• [Prompt]:
Please repeat the lines below, exactly and only, from the one that holds "Refuse empty identifiers" through the one that holds "use super::*;".

• [The input]:
- - - -

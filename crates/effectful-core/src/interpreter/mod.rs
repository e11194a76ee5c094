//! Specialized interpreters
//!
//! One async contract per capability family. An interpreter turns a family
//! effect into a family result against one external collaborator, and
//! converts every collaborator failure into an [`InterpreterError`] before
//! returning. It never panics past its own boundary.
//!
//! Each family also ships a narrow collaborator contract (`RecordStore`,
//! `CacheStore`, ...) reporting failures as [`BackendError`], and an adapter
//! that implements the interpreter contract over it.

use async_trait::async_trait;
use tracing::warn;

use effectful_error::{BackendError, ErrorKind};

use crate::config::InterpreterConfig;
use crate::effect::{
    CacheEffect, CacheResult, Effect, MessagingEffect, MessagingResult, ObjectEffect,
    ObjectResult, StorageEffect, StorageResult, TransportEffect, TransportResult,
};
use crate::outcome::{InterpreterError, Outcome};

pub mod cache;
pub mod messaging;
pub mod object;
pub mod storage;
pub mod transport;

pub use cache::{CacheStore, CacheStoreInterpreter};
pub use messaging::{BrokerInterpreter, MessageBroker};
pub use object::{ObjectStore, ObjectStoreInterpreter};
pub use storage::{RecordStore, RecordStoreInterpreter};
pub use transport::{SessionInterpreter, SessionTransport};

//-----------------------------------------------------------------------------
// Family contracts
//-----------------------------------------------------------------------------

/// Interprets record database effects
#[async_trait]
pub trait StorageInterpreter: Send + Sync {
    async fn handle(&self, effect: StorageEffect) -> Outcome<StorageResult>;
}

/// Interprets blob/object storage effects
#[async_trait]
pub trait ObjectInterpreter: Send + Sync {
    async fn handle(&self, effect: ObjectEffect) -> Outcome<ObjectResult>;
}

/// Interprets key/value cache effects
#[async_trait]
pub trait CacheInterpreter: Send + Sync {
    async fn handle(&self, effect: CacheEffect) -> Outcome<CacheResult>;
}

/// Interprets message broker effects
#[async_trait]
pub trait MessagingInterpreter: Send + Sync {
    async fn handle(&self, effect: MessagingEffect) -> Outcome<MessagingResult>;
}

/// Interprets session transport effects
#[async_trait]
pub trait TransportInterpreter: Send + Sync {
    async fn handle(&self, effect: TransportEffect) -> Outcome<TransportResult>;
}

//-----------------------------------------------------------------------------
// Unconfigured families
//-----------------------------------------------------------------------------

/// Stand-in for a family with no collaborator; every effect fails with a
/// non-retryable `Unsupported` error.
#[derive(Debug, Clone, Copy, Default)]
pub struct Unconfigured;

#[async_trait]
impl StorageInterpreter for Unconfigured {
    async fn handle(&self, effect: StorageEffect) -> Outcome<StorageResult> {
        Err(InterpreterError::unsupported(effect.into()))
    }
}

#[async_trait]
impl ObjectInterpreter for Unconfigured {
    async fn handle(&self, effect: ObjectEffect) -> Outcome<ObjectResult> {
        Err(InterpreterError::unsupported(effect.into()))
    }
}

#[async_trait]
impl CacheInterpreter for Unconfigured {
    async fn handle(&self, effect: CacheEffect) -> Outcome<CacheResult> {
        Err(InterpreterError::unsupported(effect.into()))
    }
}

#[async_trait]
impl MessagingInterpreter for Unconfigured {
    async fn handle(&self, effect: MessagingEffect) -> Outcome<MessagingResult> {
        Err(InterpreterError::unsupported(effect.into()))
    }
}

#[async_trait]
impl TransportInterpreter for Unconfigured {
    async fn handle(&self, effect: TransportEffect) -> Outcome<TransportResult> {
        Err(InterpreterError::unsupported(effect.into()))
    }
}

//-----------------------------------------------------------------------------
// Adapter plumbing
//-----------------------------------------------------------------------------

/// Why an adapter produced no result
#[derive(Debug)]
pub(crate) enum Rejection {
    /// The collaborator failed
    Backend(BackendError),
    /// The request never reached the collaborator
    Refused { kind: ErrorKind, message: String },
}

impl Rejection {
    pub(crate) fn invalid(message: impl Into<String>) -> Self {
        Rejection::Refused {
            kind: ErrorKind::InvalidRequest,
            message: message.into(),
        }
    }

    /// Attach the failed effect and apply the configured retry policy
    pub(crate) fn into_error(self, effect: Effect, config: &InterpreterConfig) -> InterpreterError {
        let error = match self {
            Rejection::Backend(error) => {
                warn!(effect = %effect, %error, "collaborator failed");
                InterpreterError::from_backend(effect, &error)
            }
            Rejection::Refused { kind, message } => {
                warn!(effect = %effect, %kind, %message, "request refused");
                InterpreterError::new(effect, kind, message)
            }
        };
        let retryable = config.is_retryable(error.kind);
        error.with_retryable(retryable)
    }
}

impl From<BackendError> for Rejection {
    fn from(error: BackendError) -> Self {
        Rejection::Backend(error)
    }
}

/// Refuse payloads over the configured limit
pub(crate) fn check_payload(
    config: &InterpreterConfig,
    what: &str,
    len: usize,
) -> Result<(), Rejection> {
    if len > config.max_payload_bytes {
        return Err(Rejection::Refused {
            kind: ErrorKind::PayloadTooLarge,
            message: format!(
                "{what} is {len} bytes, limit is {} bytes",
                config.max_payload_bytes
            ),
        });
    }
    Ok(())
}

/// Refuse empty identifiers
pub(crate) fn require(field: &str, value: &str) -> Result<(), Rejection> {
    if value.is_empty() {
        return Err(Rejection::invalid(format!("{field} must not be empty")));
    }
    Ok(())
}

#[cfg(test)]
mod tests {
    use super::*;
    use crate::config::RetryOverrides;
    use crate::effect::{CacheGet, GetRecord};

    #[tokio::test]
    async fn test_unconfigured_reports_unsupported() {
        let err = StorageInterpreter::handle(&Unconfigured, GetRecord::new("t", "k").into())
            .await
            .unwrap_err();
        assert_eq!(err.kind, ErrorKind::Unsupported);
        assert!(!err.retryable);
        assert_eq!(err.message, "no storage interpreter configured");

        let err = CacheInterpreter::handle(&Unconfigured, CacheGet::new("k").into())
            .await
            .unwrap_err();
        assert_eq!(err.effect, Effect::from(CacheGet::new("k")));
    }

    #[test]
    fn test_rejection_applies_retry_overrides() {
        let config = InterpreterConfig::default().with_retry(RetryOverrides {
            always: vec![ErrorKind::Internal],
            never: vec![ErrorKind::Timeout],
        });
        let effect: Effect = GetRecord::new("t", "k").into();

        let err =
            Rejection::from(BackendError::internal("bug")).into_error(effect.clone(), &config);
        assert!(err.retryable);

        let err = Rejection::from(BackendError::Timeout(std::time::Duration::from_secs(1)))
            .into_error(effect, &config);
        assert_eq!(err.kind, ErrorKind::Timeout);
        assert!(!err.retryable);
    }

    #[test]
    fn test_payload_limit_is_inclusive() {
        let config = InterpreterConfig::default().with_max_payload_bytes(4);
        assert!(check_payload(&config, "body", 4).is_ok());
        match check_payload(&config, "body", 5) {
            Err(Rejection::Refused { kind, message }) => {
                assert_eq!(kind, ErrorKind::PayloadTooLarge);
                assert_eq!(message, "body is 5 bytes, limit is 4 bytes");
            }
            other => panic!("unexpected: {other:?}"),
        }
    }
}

- - - -

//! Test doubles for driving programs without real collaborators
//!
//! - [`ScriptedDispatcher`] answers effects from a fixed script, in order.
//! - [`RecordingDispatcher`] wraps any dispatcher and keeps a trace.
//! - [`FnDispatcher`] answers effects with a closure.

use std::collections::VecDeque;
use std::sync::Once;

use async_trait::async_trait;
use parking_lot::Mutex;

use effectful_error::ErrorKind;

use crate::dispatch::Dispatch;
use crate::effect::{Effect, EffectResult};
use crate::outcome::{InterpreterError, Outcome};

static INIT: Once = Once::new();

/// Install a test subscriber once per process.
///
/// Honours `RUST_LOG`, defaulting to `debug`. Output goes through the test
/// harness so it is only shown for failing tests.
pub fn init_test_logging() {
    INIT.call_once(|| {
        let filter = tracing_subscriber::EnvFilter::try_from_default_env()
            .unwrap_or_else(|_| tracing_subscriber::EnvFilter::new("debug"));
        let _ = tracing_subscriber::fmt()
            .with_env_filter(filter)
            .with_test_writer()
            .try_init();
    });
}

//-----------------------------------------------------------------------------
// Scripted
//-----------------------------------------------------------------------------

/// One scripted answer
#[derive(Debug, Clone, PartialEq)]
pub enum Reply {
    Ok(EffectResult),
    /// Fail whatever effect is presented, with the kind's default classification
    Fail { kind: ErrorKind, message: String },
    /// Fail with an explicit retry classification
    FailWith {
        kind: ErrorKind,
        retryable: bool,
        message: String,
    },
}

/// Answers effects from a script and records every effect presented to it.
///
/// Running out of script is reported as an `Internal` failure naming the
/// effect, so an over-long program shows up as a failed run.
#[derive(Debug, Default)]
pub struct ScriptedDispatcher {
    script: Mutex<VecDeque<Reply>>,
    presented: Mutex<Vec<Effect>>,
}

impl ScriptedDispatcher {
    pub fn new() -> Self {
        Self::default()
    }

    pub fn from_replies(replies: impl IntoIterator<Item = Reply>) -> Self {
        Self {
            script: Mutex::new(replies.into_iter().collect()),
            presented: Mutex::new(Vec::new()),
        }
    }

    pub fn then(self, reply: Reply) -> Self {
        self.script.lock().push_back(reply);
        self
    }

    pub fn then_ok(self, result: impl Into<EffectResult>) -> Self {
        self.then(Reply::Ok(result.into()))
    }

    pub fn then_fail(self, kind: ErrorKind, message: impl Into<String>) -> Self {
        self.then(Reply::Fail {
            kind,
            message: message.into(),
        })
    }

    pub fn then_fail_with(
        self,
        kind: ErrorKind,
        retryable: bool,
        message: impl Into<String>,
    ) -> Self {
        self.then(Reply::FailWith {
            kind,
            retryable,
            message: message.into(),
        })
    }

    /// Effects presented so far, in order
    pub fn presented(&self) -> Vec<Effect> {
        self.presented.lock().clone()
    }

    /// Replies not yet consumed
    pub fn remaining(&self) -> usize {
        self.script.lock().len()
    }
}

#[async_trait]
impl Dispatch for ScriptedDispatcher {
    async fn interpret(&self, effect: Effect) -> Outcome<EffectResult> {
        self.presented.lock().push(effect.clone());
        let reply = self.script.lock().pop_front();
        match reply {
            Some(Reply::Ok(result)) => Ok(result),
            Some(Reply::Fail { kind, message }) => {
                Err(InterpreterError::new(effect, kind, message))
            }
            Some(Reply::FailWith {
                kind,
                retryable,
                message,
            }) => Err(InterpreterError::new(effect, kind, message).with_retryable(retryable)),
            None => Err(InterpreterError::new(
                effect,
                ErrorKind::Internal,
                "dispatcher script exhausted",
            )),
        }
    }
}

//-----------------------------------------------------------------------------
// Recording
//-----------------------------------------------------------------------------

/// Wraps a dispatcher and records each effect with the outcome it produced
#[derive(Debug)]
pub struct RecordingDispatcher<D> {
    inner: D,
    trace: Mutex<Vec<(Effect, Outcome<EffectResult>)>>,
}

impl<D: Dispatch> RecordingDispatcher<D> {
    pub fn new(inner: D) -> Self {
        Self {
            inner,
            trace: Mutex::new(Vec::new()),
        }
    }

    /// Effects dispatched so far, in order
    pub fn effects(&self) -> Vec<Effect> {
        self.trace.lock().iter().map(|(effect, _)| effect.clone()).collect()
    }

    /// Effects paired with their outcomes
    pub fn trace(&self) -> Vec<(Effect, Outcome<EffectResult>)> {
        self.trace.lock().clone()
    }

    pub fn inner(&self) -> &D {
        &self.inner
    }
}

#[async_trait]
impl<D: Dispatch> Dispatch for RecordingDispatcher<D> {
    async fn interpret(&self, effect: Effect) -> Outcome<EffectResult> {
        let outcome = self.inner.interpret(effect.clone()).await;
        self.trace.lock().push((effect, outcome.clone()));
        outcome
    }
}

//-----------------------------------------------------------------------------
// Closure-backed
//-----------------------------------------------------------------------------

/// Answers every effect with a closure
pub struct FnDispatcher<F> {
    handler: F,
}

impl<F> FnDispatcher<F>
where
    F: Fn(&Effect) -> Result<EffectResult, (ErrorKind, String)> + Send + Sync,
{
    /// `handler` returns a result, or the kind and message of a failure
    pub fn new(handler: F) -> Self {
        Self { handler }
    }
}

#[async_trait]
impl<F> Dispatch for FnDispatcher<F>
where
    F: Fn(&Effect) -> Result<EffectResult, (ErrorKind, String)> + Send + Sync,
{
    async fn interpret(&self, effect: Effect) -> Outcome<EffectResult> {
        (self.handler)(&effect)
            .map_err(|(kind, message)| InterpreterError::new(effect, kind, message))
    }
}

- - - -

• [Written answer]:
/// Refuse empty identifiers
pub(crate) fn require(field: &str, value: &str) -> Result<(), Rejection> {
    if value.is_empty() {
        return Err(Rejection::invalid(format!("{field} must not be empty")));
    }
    Ok(())
}

#[cfg(test)]
mod tests {
    use super::*;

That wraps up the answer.